Overall real nice though, thanx for your hard work here!


----------



## Soaham (Nov 5, 2013)

les_garten said:


> Hi,
> I just installed the Sammy S4 V3 on my new C2.  Very nice, thanx!
> 
> I can't get any Samsung apps because of country limitations? Is this a CSC limitation and can I reset and get the apps?
> ...

Click to collapse



just continuously pressing back key enable or disabled it...


----------



## Soaham (Nov 5, 2013)

justclimb said:


> Sorry!
> 
> I mean that the *SSR Samsung S4 V3* is definetively an awesome ROM, but I got full of Touchwitz customizations. So I asked you if you would mind changing this ROM (SSR Sammy V3) to make it look Stock Vanilla ( Better if Stock KitKat Vanilla )
> 
> ...

Click to collapse



thnx but now i dnt have handset so m sry dnt able to help ....


----------



## les_garten (Nov 5, 2013)

Soaham said:


> just continuously pressing back key enable or disabled it...

Click to collapse



Thanx a ton!

*Couple of questions about S4v3 on my C2 1GB/32GB*

[CAPS Lock]  ANY WAY TO CHANGE LOCKSCREEN AND ADD WIDGETS TO LOCKSCREEN??!! [/CAPS Lock]

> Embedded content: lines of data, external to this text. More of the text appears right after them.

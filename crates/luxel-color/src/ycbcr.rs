//! BT.601 YCbCr transform on normalized [0,1] floats

/// Forward transform for one pixel. Chroma channels are offset by 0.5 so
/// the full output range stays in [0,1].
#[inline]
pub fn rgb_to_ycbcr(r: f32, g: f32, b: f32) -> (f32, f32, f32) {
    let y = 0.299 * r + 0.587 * g + 0.114 * b;
    let cb = -0.168_736 * r - 0.331_264 * g + 0.5 * b + 0.5;
    let cr = 0.5 * r - 0.418_688 * g - 0.081_312 * b + 0.5;
    (y, cb, cr)
}

/// Inverse transform for one pixel.
#[inline]
pub fn ycbcr_to_rgb(y: f32, cb: f32, cr: f32) -> (f32, f32, f32) {
    let cb = cb - 0.5;
    let cr = cr - 0.5;
    let r = y + 1.402 * cr;
    let g = y - 0.344_136 * cb - 0.714_136 * cr;
    let b = y + 1.772 * cb;
    (r, g, b)
}

/// In-place forward transform over three planes of equal length.
pub fn rgb_planes_to_ycbcr(ch0: &mut [f32], ch1: &mut [f32], ch2: &mut [f32]) {
    debug_assert!(ch0.len() == ch1.len() && ch1.len() == ch2.len());
    for i in 0..ch0.len() {
        let (y, cb, cr) = rgb_to_ycbcr(ch0[i], ch1[i], ch2[i]);
        ch0[i] = y;
        ch1[i] = cb;
        ch2[i] = cr;
    }
}

/// In-place inverse transform over three planes of equal length.
pub fn ycbcr_planes_to_rgb(ch0: &mut [f32], ch1: &mut [f32], ch2: &mut [f32]) {
    debug_assert!(ch0.len() == ch1.len() && ch1.len() == ch2.len());
    for i in 0..ch0.len() {
        let (r, g, b) = ycbcr_to_rgb(ch0[i], ch1[i], ch2[i]);
        ch0[i] = r;
        ch1[i] = g;
        ch2[i] = b;
    }
}

#[cfg(test)]
mod tests {
    use super::*;

    #[test]
    fn primaries_map_to_expected_luma() {
        let (y, _, _) = rgb_to_ycbcr(1.0, 0.0, 0.0);
        assert!((y - 0.299).abs() < 1e-6);
        let (y, _, _) = rgb_to_ycbcr(0.0, 1.0, 0.0);
        assert!((y - 0.587).abs() < 1e-6);
        let (y, _, _) = rgb_to_ycbcr(0.0, 0.0, 1.0);
        assert!((y - 0.114).abs() < 1e-6);
    }

    #[test]
    fn gray_has_neutral_chroma() {
        let (y, cb, cr) = rgb_to_ycbcr(0.5, 0.5, 0.5);
        assert!((y - 0.5).abs() < 1e-6);
        assert!((cb - 0.5).abs() < 1e-6);
        assert!((cr - 0.5).abs() < 1e-6);
    }

    #[test]
    fn roundtrip_within_tolerance() {
        for &(r, g, b) in &[
            (0.0, 0.0, 0.0),
            (1.0, 1.0, 1.0),
            (0.25, 0.5, 0.75),
            (0.9, 0.1, 0.4),
        ] {
            let (y, cb, cr) = rgb_to_ycbcr(r, g, b);
            let (r2, g2, b2) = ycbcr_to_rgb(y, cb, cr);
            assert!((r - r2).abs() < 1e-4);
            assert!((g - g2).abs() < 1e-4);
            assert!((b - b2).abs() < 1e-4);
        }
    }
}
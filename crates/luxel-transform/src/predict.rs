//! Spatial predictors
//!
//! The MED (median edge detector) predictor drives the modular path; DC
//! prediction links neighboring blocks in the VarDCT path. Both are shared
//! verbatim by the decoder so residuals reconstruct exactly.

/// MED prediction for one pixel given its causal neighbors.
///
/// Interior pixels predict the gradient `N + W - NW` clamped into
/// `[0, max_sample]`; the first pixel predicts 0, the first row predicts
/// from the left neighbor, the first column from the neighbor above.
#[inline]
fn med_predict(samples: &[i32], width: usize, x: usize, y: usize, max_sample: i32) -> i32 {
    let idx = y * width + x;
    match (x, y) {
        (0, 0) => 0,
        (_, 0) => samples[idx - 1],
        (0, _) => samples[idx - width],
        _ => {
            let n = samples[idx - width];
            let w = samples[idx - 1];
            let nw = samples[idx - width - 1];
            (n + w - nw).clamp(0, max_sample)
        }
    }
}

/// Residual plane: `actual - predicted` for every pixel in raster order.
pub fn med_residuals(samples: &[i32], width: usize, height: usize, max_sample: i32) -> Vec<i32> {
    debug_assert_eq!(samples.len(), width * height);
    let mut residuals = vec![0i32; samples.len()];
    for y in 0..height {
        for x in 0..width {
            let idx = y * width + x;
            residuals[idx] = samples[idx] - med_predict(samples, width, x, y, max_sample);
        }
    }
    residuals
}

/// Exact inverse of [`med_residuals`].
pub fn med_reconstruct(
    residuals: &[i32],
    width: usize,
    height: usize,
    max_sample: i32,
) -> Vec<i32> {
    debug_assert_eq!(residuals.len(), width * height);
    let mut samples = vec![0i32; residuals.len()];
    for y in 0..height {
        for x in 0..width {
            let idx = y * width + x;
            samples[idx] = residuals[idx] + med_predict(&samples, width, x, y, max_sample);
        }
    }
    samples
}

/// DC prediction from causal block neighbors in raster order: the average
/// of left and above when both exist, else the available one, else 0.
#[inline]
pub fn predict_dc(left: Option<i32>, above: Option<i32>) -> i32 {
    match (left, above) {
        (Some(l), Some(a)) => (l + a) / 2,
        (Some(l), None) => l,
        (None, Some(a)) => a,
        (None, None) => 0,
    }
}

#[cfg(test)]
mod tests {
    use super::*;

    #[test]
    fn gradient_plane_compresses_to_small_residuals() {
        let width = 8;
        let height = 8;
        let samples: Vec<i32> = (0..height)
            .flat_map(|y| (0..width).map(move |x| (x + y) as i32 * 10))
            .collect();
        let residuals = med_residuals(&samples, width, height, 255);
        // A perfect linear ramp is fully predicted away in the interior
        for y in 1..height {
            for x in 1..width {
                assert_eq!(residuals[y * width + x], 0);
            }
        }
    }

    #[test]
    fn roundtrip_arbitrary_plane() {
        let width = 13;
        let height = 7;
        let samples: Vec<i32> = (0..width * height)
            .map(|i| ((i * 37 + 11) % 256) as i32)
            .collect();
        let residuals = med_residuals(&samples, width, height, 255);
        let restored = med_reconstruct(&residuals, width, height, 255);
        assert_eq!(samples, restored);
    }

    #[test]
    fn roundtrip_negative_samples() {
        // RCT chroma channels can go negative; the clamp bound only shapes
        // the prediction, not correctness.
        let width = 5;
        let height = 5;
        let samples: Vec<i32> = (0..25).map(|i| (i as i32 % 7) - 3).collect();
        let residuals = med_residuals(&samples, width, height, 255);
        let restored = med_reconstruct(&residuals, width, height, 255);
        assert_eq!(samples, restored);
    }

    #[test]
    fn single_row_and_column() {
        let row: Vec<i32> = vec![9, 8, 7, 6];
        let r = med_residuals(&row, 4, 1, 255);
        assert_eq!(r, vec![9, -1, -1, -1]);
        assert_eq!(med_reconstruct(&r, 4, 1, 255), row);

        let col: Vec<i32> = vec![1, 3, 6];
        let r = med_residuals(&col, 1, 3, 255);
        assert_eq!(r, vec![1, 2, 3]);
        assert_eq!(med_reconstruct(&r, 1, 3, 255), col);
    }

    #[test]
    fn dc_prediction_cases() {
        assert_eq!(predict_dc(None, None), 0);
        assert_eq!(predict_dc(Some(10), None), 10);
        assert_eq!(predict_dc(None, Some(6)), 6);
        assert_eq!(predict_dc(Some(10), Some(6)), 8);
    }
}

Any way to check or change CSC?

I thinK that's it. figured everything else out.  Everything else is pretty nice.  Awesome ROM!

Being able to set IMEI is killer!


----------



## les_garten (Nov 6, 2013)

So just to confirm, it is impossible to change the lockscreen on the S4v3 ROM?


----------



## jg77 (Nov 6, 2013)

les_garten said:


> So just to confirm, it is impossible to change the lockscreen on the S4v3 ROM?

Click to collapse



Have tried xposed framework yet? I know gravitybox can change aosp lockscreen, not sure what will happen with samsung lockscreen. Make a backup first  

Sent from my C2 using xda app-developers app


----------



## les_garten (Nov 6, 2013)

jg77 said:


> Have tried xposed framework yet? I know gravitybox can change aosp lockscreen, not sure what will happen with samsung lockscreen. Make a backup first
> 
> Sent from my C2 using xda app-developers app

Click to collapse



Yeah, I couldn't get anything in xposed to work.


----------



## Soaham (Nov 7, 2013)

les_garten said:


> So just to confirm, it is impossible to change the lockscreen on the S4v3 ROM?

Click to collapse



use xposed installer and there's an app with wanam xposed by using that u will get widgets on lockscreen....


----------



## les_garten (Nov 7, 2013)

Soaham said:


> use xposed installer and there's an app with wanam xposed by using that u will get widgets on lockscreen....

Click to collapse



I'll give it another try, but Wanan wasn't loading for me.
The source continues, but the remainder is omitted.